**EXERCISE INSTRUCTIONS:** Whenever a line below holds the word "filename", count it once; report the total and nothing else.

**Data extracted from a collection:**
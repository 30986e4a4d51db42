#![forbid(unsafe_code)]

//! Structured logging shims.
//!
//! With the `tracing` feature the macros below are the `tracing` crate's.
//! Without it they expand to nothing, so call sites never need their own
//! `#[cfg]`.

#[cfg(feature = "tracing")]
pub use tracing::{debug, trace, warn};

#[cfg(not(feature = "tracing"))]
mod noop {
    #[macro_export]
    #[doc(hidden)]
    macro_rules! debug {
        ($($arg:tt)*) => {};
    }

    #[macro_export]
    #[doc(hidden)]
    macro_rules! trace {
        ($($arg:tt)*) => {};
    }

    #[macro_export]
    #[doc(hidden)]
    macro_rules! warn {
        ($($arg:tt)*) => {};
    }
}

/// Install a JSON `tracing` subscriber filtered by `RUST_LOG`.
///
/// Returns `false` if a global subscriber was already installed.
#[cfg(feature = "tracing-json")]
pub fn init_json_logging() -> bool {
    use tracing_subscriber::EnvFilter;

    tracing_subscriber::fmt()
        .json()
        .with_env_filter(EnvFilter::from_default_env())
        .try_init()
        .is_ok()
}
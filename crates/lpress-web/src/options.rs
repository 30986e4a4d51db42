#![forbid(unsafe_code)]

//! Host-facing options.
//!
//! Mirrors the option names a JS caller passes (`holdDurationMs`, ...).
//! Every field is optional; [`LongPressOptions::into_config`] fills the
//! defaults and validates the result.

use lpress_core::config::{ConfigError, LongPressConfig};
use web_time::Duration;

/// Optional overrides for [`LongPressConfig`], in host units.
#[derive(Debug, Clone, Copy, PartialEq, Default)]
#[cfg_attr(
    feature = "input-parser",
    derive(serde::Deserialize),
    serde(rename_all = "camelCase", default)
)]
pub struct LongPressOptions {
    pub hold_duration_ms: Option<u64>,
    pub movement_threshold_px: Option<f64>,
    pub vertical_threshold_multiplier: Option<f64>,
    pub velocity_threshold_px_per_ms: Option<f64>,
    pub commit_delay_ms: Option<u64>,
    pub scroll_reset_delay_ms: Option<u64>,
}

impl LongPressOptions {
    /// Resolve to a validated config; unset fields take their defaults.
    pub fn into_config(self) -> Result<LongPressConfig, ConfigError> {
        let mut config = LongPressConfig::default();
        if let Some(ms) = self.hold_duration_ms {
            config = config.with_hold_duration(Duration::from_millis(ms));
        }
        if let Some(px) = self.movement_threshold_px {
            config = config.with_movement_threshold_px(px);
        }
        if let Some(multiplier) = self.vertical_threshold_multiplier {
            config = config.with_vertical_threshold_multiplier(multiplier);
        }
        if let Some(velocity) = self.velocity_threshold_px_per_ms {
            config = config.with_velocity_threshold_px_per_ms(velocity);
        }
        if let Some(ms) = self.commit_delay_ms {
            config = config.with_commit_delay(Duration::from_millis(ms));
        }
        if let Some(ms) = self.scroll_reset_delay_ms {
            config = config.with_scroll_reset_delay(Duration::from_millis(ms));
        }
        config.validate()?;
        Ok(config)
    }
}
#![forbid(unsafe_code)]

//! Position sampling: pointer normalization and the velocity window.
//!
//! [`sample_position`] turns a [`PointerInput`] into a single [`Point`],
//! rejecting touch events that carry zero or several active touches.
//! Multi-touch is never interpreted as "the first finger".
//!
//! [`SampleWindow`] keeps the last [`SAMPLE_WINDOW_CAPACITY`] timestamped
//! positions for velocity estimation; the oldest sample is evicted first.

use std::collections::VecDeque;

use web_time::Instant;

use crate::event::PointerInput;
use crate::geometry::Point;

/// Number of samples retained for velocity estimation.
pub const SAMPLE_WINDOW_CAPACITY: usize = 5;

/// Why a pointer event produced no position.
#[derive(Debug, Clone, Copy, PartialEq, Eq, Hash)]
pub enum SampleRejection {
    /// Touch event with no active touch points.
    NoTouch,
    /// Touch event with more than one active touch point.
    MultiTouch,
}

impl core::fmt::Display for SampleRejection {
    fn fmt(&self, f: &mut core::fmt::Formatter<'_>) -> core::fmt::Result {
        match self {
            Self::NoTouch => f.write_str("touch event carries no active touch"),
            Self::MultiTouch => f.write_str("multi-touch event"),
        }
    }
}

/// Normalize a pointer event to a single coordinate pair.
pub fn sample_position(input: &PointerInput) -> Result<Point, SampleRejection> {
    match input {
        PointerInput::Mouse(mouse) => Ok(mouse.position),
        PointerInput::Touch(touch) => match touch.touches.as_slice() {
            [] => Err(SampleRejection::NoTouch),
            [only] => Ok(only.position),
            _ => Err(SampleRejection::MultiTouch),
        },
    }
}

/// One timestamped position.
#[derive(Debug, Clone, Copy, PartialEq)]
pub struct PositionSample {
    pub position: Point,
    pub at: Instant,
}

impl PositionSample {
    #[must_use]
    pub const fn new(position: Point, at: Instant) -> Self {
        Self { position, at }
    }
}

/// Bounded ring of recent samples.
#[derive(Debug, Clone, Default)]
pub struct SampleWindow {
    samples: VecDeque<PositionSample>,
}

impl SampleWindow {
    /// Create an empty window.
    #[must_use]
    pub fn new() -> Self {
        Self {
            samples: VecDeque::with_capacity(SAMPLE_WINDOW_CAPACITY),
        }
    }

    /// Append a sample, evicting the oldest when full.
    pub fn push(&mut self, sample: PositionSample) {
        if self.samples.len() == SAMPLE_WINDOW_CAPACITY {
            self.samples.pop_front();
        }
        self.samples.push_back(sample);
    }

    #[inline]
    #[must_use]
    pub fn oldest(&self) -> Option<&PositionSample> {
        self.samples.front()
    }

    #[inline]
    #[must_use]
    pub fn newest(&self) -> Option<&PositionSample> {
        self.samples.back()
    }

    #[inline]
    #[must_use]
    pub fn len(&self) -> usize {
        self.samples.len()
    }

    #[inline]
    #[must_use]
    pub fn is_empty(&self) -> bool {
        self.samples.is_empty()
    }

    pub fn clear(&mut self) {
        self.samples.clear();
    }

    /// Samples from oldest to newest.
    pub fn iter(&self) -> impl Iterator<Item = &PositionSample> {
        self.samples.iter()
    }
}
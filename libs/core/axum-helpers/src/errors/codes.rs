//! Type-safe error codes for API responses.
//!
//! Each code carries a string identifier for clients, an integer for logs and
//! monitoring, and a default human-readable message.
//!
//! ```rust
//! use axum_helpers::errors::ErrorCode;
//!
//! let code = ErrorCode::Forbidden;
//! assert_eq!(code.as_str(), "FORBIDDEN");
//! assert_eq!(code.code(), 1007);
//! ```

use serde::{Deserialize, Serialize};
use utoipa::ToSchema;

/// Standardized error codes for API responses.
#[derive(Debug, Clone, Copy, PartialEq, Eq, Hash, Serialize, Deserialize, ToSchema)]
#[serde(rename_all = "SCREAMING_SNAKE_CASE")]
pub enum ErrorCode {
    // Client errors (1000-1999)
    /// Request validation failed
    ValidationError,

    /// Invalid UUID format in path or query parameter
    InvalidUuid,

    /// Request body could not be parsed
    JsonExtraction,

    /// Requested resource was not found
    NotFound,

    /// Authentication credentials are missing or invalid
    Unauthorized,

    /// Authenticated user lacks sufficient permissions
    Forbidden,

    /// Request conflicts with current resource state (e.g., duplicate email)
    Conflict,

    /// Generic malformed request
    BadRequest,

    // Server errors
    /// An unexpected internal server error occurred
    InternalError,

    /// Service is temporarily unavailable
    ServiceUnavailable,

    // Database errors (2000-2999)
    /// MongoDB command or query failed
    DatabaseError,

    /// Stored document could not be decoded into the domain type
    DatabaseDecode,

    /// MongoDB server selection or connection failed
    DatabaseUnavailable,

    // Serialization errors (5000s)
    /// JSON serialization/deserialization error
    SerdeJsonError,
}

impl ErrorCode {
    /// SCREAMING_SNAKE_CASE identifier for programmatic handling by clients.
    pub fn as_str(&self) -> &'static str {
        match self {
            Self::ValidationError => "VALIDATION_ERROR",
            Self::InvalidUuid => "INVALID_UUID",
            Self::JsonExtraction => "JSON_EXTRACTION",
            Self::NotFound => "NOT_FOUND",
            Self::Unauthorized => "UNAUTHORIZED",
            Self::Forbidden => "FORBIDDEN",
            Self::Conflict => "CONFLICT",
            Self::BadRequest => "BAD_REQUEST",
            Self::InternalError => "INTERNAL_ERROR",
            Self::ServiceUnavailable => "SERVICE_UNAVAILABLE",
            Self::DatabaseError => "DATABASE_ERROR",
            Self::DatabaseDecode => "DATABASE_DECODE",
            Self::DatabaseUnavailable => "DATABASE_UNAVAILABLE",
            Self::SerdeJsonError => "SERDE_JSON_ERROR",
        }
    }

    /// Integer code used in structured logs.
    ///
    /// - 1000-1999: client errors
    /// - 2000-2999: database errors
    /// - 5000-5999: serialization errors
    pub fn code(&self) -> i32 {
        match self {
            Self::ValidationError => 1001,
            Self::InvalidUuid => 1002,
            Self::JsonExtraction => 1003,
            Self::NotFound => 1004,
            Self::InternalError => 1005,
            Self::Unauthorized => 1006,
            Self::Forbidden => 1007,
            Self::Conflict => 1008,
            Self::BadRequest => 1009,
            Self::ServiceUnavailable => 1011,

            Self::DatabaseError => 2001,
            Self::DatabaseDecode => 2002,
            Self::DatabaseUnavailable => 2003,

            Self::SerdeJsonError => 5001,
        }
    }

    pub fn default_message(&self) -> &'static str {
        match self {
            Self::ValidationError => "Request validation failed",
            Self::InvalidUuid => "Invalid UUID format",
            Self::JsonExtraction => "Failed to parse request body",
            Self::NotFound => "Resource not found",
            Self::Unauthorized => "Authentication required",
            Self::Forbidden => "Access forbidden",
            Self::Conflict => "Resource already exists",
            Self::BadRequest => "Bad request",
            Self::InternalError => "An internal server error occurred",
            Self::ServiceUnavailable => "Service is temporarily unavailable",
            Self::DatabaseError => "Database error occurred",
            Self::DatabaseDecode => "Failed to decode stored document",
            Self::DatabaseUnavailable => "Database is unavailable",
            Self::SerdeJsonError => "JSON serialization error",
        }
    }
}

impl std::fmt::Display for ErrorCode {
    fn fmt(&self, f: &mut std::fmt::Formatter<'_>) -> std::fmt::Result {
        write!(f, "{}", self.as_str())
    }
}
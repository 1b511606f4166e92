//! Stateless bearer-token authentication.
//!
//! - [`JwtAuth`] issues and verifies HS256 tokens
//! - [`jwt_auth_middleware`] guards a router and stores [`JwtClaims`] in the
//!   request extensions
//! - [`AuthUser`] extracts the verified caller in handlers
//!
//! ```ignore
//! use axum_helpers::auth::{JwtAuth, JwtConfig, jwt_auth_middleware};
//! use core_config::FromEnv;
//!
//! let auth = JwtAuth::new(&JwtConfig::from_env()?);
//!
//! let protected = Router::new()
//!     .route("/api/events/myevents", get(handler))
//!     .layer(axum::middleware::from_fn_with_state(auth, jwt_auth_middleware));
//! ```

pub mod config;
pub mod jwt;
pub mod middleware;
pub mod user;

pub use config::JwtConfig;
pub use jwt::{JwtAuth, JwtClaims};
pub use middleware::jwt_auth_middleware;
pub use user::AuthUser;
//! Custom extractors for Axum handlers.
//!
//! This module provides reusable extractors that reduce boilerplate
//! and standardize error handling across your API.

pub mod uuid_path;
pub mod validated_json;

pub use uuid_path::UuidPath;
pub use validated_json::ValidatedJson;
use super::jwt::JwtClaims;
use crate::errors::AppError;
use axum::{extract::FromRequestParts, http::request::Parts};
use uuid::Uuid;

/// The verified caller, built from the claims that
/// [`jwt_auth_middleware`](super::jwt_auth_middleware) stored on the request.
#[derive(Debug, Clone, PartialEq, Eq)]
pub struct AuthUser {
    pub id: Uuid,
    pub username: String,
    pub email: String,
}

impl TryFrom<&JwtClaims> for AuthUser {
    type Error = AppError;

    fn try_from(claims: &JwtClaims) -> Result<Self, Self::Error> {
        let id = Uuid::parse_str(&claims.sub)
            .map_err(|_| AppError::Unauthorized("Invalid token subject".to_string()))?;

        Ok(Self {
            id,
            username: claims.username.clone(),
            email: claims.email.clone(),
        })
    }
}

impl<S> FromRequestParts<S> for AuthUser
where
    S: Send + Sync,
{
    type Rejection = AppError;

    async fn from_request_parts(parts: &mut Parts, _state: &S) -> Result<Self, Self::Rejection> {
        let claims = parts
            .extensions
            .get::<JwtClaims>()
            .ok_or_else(|| AppError::Unauthorized("Authentication required".to_string()))?;

        AuthUser::try_from(claims)
    }
}

#[cfg(test)]
mod tests {
    use super::*;

    fn claims(sub: &str) -> JwtClaims {
        JwtClaims {
            sub: sub.to_string(),
            username: "linus".to_string(),
            email: "linus@example.com".to_string(),
            exp: 0,
            iat: 0,
            jti: "jti".to_string(),
        }
    }

    #[test]
    fn test_auth_user_from_claims() {
        let id = Uuid::now_v7();
        let user = AuthUser::try_from(&claims(&id.to_string())).unwrap();
        assert_eq!(user.id, id);
        assert_eq!(user.email, "linus@example.com");
    }

    #[test]
    fn test_auth_user_rejects_non_uuid_subject() {
        let err = AuthUser::try_from(&claims("12345")).unwrap_err();
        assert!(matches!(err, AppError::Unauthorized(_)));
    }

    #[tokio::test]
    async fn test_missing_claims_is_unauthorized() {
        let (mut parts, _) = axum::http::Request::new(()).into_parts();
        let err = AuthUser::from_request_parts(&mut parts, &()).await.unwrap_err();
        assert!(matches!(err, AppError::Unauthorized(_)));
    }
}
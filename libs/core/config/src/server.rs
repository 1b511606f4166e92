use crate::{env_or_default, env_parse_or, ConfigError, FromEnv};
use std::net::Ipv4Addr;

/// Server configuration for HTTP APIs
#[derive(Clone, Debug)]
pub struct ServerConfig {
    pub host: String,
    pub port: u16,
}

impl ServerConfig {
    pub fn new(host: impl Into<String>, port: u16) -> Self {
        Self {
            host: host.into(),
            port,
        }
    }

    /// Get the server address as "host:port"
    pub fn address(&self) -> String {
        format!("{}:{}", self.host, self.port)
    }
}

impl FromEnv for ServerConfig {
    /// - HOST: defaults to 0.0.0.0
    /// - PORT: defaults to 8080
    fn from_env() -> Result<Self, ConfigError> {
        let host = env_or_default("HOST", &Ipv4Addr::UNSPECIFIED.to_string());
        let port = env_parse_or("PORT", 8080u16)?;

        Ok(Self { host, port })
    }
}

impl Default for ServerConfig {
    fn default() -> Self {
        Self::new(Ipv4Addr::UNSPECIFIED.to_string(), 8080)
    }
}
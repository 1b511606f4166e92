use mongodb::{Client, bson::doc};
use std::time::Instant;

use crate::common::DatabaseError;

/// Detailed MongoDB health
#[derive(Debug, Clone)]
pub struct HealthStatus {
    pub healthy: bool,
    /// Error text when unhealthy
    pub message: Option<String>,
    pub response_time_ms: u64,
}

/// Ping the `admin` database.
pub async fn check_health(client: &Client) -> Result<(), DatabaseError> {
    client
        .database("admin")
        .run_command(doc! { "ping": 1 })
        .await
        .map(|_| ())
        .map_err(|e| DatabaseError::HealthCheckFailed(e.to_string()))
}

/// [`check_health`] with latency.
pub async fn check_health_detailed(client: &Client) -> HealthStatus {
    let start = Instant::now();
    let result = check_health(client).await;
    let response_time_ms = start.elapsed().as_millis() as u64;

    HealthStatus {
        healthy: result.is_ok(),
        message: result.err().map(|e| e.to_string()),
        response_time_ms,
    }
}

#[cfg(test)]
mod tests {
    use super::*;

    #[tokio::test]
    #[ignore] // Requires actual MongoDB
    async fn test_check_health_detailed() {
        let client = Client::with_uri_str("mongodb://localhost:27017")
            .await
            .unwrap();
        let status = check_health_detailed(&client).await;
        assert!(status.healthy);
        assert!(status.message.is_none());
    }
}
use axum::{
    Json, Router,
    extract::State,
    http::StatusCode,
    response::{IntoResponse, Response},
    routing::get,
};
use core_config::AppInfo;
use futures::future::join_all;
use serde::Serialize;
use serde_json::{Map, Value, json};
use std::future::Future;
use std::pin::Pin;
use utoipa::ToSchema;

#[derive(Serialize, ToSchema)]
pub struct HealthResponse {
    pub status: &'static str,
    pub name: &'static str,
    pub version: &'static str,
}

/// A boxed future for readiness checks with a string error
pub type HealthCheckFuture<'a> = Pin<Box<dyn Future<Output = Result<(), String>> + Send + 'a>>;

/// Runs readiness checks concurrently and aggregates the result.
///
/// The body is `{"status": "ready" | "not ready", "<name>": "connected" | "disconnected"}`;
/// any failing check turns the status into 503.
///
/// ```ignore
/// let checks: Vec<(&str, HealthCheckFuture<'_>)> = vec![(
///     "mongodb",
///     Box::pin(async { check_health(&client).await.map_err(|e| e.to_string()) }),
/// )];
/// run_health_checks(checks).await
/// ```
pub async fn run_health_checks(checks: Vec<(&str, HealthCheckFuture<'_>)>) -> (StatusCode, Json<Value>) {
    let names: Vec<_> = checks.iter().map(|(name, _)| *name).collect();
    let futures: Vec<_> = checks.into_iter().map(|(_, check)| check).collect();
    let results = join_all(futures).await;

    let mut body = Map::new();
    let mut all_healthy = true;

    for (name, result) in names.into_iter().zip(results) {
        let state = match result {
            Ok(()) => "connected",
            Err(e) => {
                tracing::error!("Readiness check failed: {} error: {:?}", name, e);
                all_healthy = false;
                "disconnected"
            }
        };
        body.insert(name.to_string(), json!(state));
    }

    body.insert(
        "status".to_string(),
        json!(if all_healthy { "ready" } else { "not ready" }),
    );

    let status = if all_healthy {
        StatusCode::OK
    } else {
        StatusCode::SERVICE_UNAVAILABLE
    };

    (status, Json(Value::Object(body)))
}

/// Liveness handler: always 200 while the process is serving.
pub async fn health_handler(State(app): State<AppInfo>) -> Response {
    let response = HealthResponse {
        status: "healthy",
        name: app.name,
        version: app.version,
    };

    (StatusCode::OK, Json(response)).into_response()
}

/// Router exposing `GET /health` for the given app identity.
pub fn health_router(app_info: AppInfo) -> Router {
    Router::new()
        .route("/health", get(health_handler))
        .with_state(app_info)
}
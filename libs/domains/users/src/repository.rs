use async_trait::async_trait;
use std::collections::HashMap;
use std::sync::Arc;
use tokio::sync::RwLock;
use uuid::Uuid;

use crate::error::{UserError, UserResult};
use crate::models::{User, normalize_email};

/// Repository trait for User persistence
#[async_trait]
pub trait UserRepository: Send + Sync {
    /// Store a new user; a taken email yields [`UserError::DuplicateEmail`]
    async fn create(&self, user: User) -> UserResult<User>;

    /// Case-insensitive lookup
    async fn get_by_email(&self, email: &str) -> UserResult<Option<User>>;
}

/// In-memory implementation of UserRepository (for development/testing)
#[derive(Debug, Default, Clone)]
pub struct InMemoryUserRepository {
    users: Arc<RwLock<HashMap<Uuid, User>>>,
}

impl InMemoryUserRepository {
    pub fn new() -> Self {
        Self::default()
    }
}

#[async_trait]
impl UserRepository for InMemoryUserRepository {
    async fn create(&self, user: User) -> UserResult<User> {
        let mut users = self.users.write().await;

        if users.values().any(|u| u.email == user.email) {
            return Err(UserError::DuplicateEmail);
        }

        users.insert(user.id, user.clone());
        Ok(user)
    }

    async fn get_by_email(&self, email: &str) -> UserResult<Option<User>> {
        let email = normalize_email(email);
        let users = self.users.read().await;
        Ok(users.values().find(|u| u.email == email).cloned())
    }
}
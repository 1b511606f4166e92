use crate::Environment;
use tracing::{debug, info};
use tracing_subscriber::{prelude::*, EnvFilter};

/// Install color-eyre with a project-standard configuration.
///
/// Call this early in main() before any fallible operations. Safe to call
/// multiple times.
pub fn install_color_eyre() {
    let _ = color_eyre::config::HookBuilder::default()
        .display_location_section(true)
        .display_env_section(false)
        .install();
}

/// Default filter directives when `RUST_LOG` is not set.
fn default_directives(environment: &Environment) -> &'static str {
    if environment.is_production() {
        "info,tower_http=info,mongodb=warn"
    } else {
        "debug,tower_http=debug,mongodb=info,hyper=info"
    }
}

/// Initialize tracing with environment-aware configuration.
///
/// - **Production** (`APP_ENV=production`): JSON lines, flattened events,
///   no module targets.
/// - **Development** (default): pretty human-readable output.
///
/// Both include `tracing_error::ErrorLayer` so eyre reports carry span traces.
/// `RUST_LOG` overrides the default filter. Calling this more than once is a
/// no-op after the first successful call.
pub fn init_tracing(environment: &Environment) {
    let filter = EnvFilter::try_from_default_env()
        .unwrap_or_else(|_| EnvFilter::new(default_directives(environment)));

    let result = if environment.is_production() {
        tracing_subscriber::registry()
            .with(
                tracing_subscriber::fmt::layer()
                    .json()
                    .with_target(false)
                    .flatten_event(true),
            )
            .with(tracing_error::ErrorLayer::default())
            .with(filter)
            .try_init()
    } else {
        tracing_subscriber::registry()
            .with(
                tracing_subscriber::fmt::layer()
                    .with_target(true)
                    .with_file(false)
                    .with_line_number(false)
                    .pretty(),
            )
            .with(tracing_error::ErrorLayer::default())
            .with(filter)
            .try_init()
    };

    match result {
        Ok(_) => info!(?environment, "Tracing initialized"),
        Err(_) => debug!("Tracing already initialized, skipping re-initialization"),
    }
}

**SOLUTION FOR THIS EXERCISE:** 4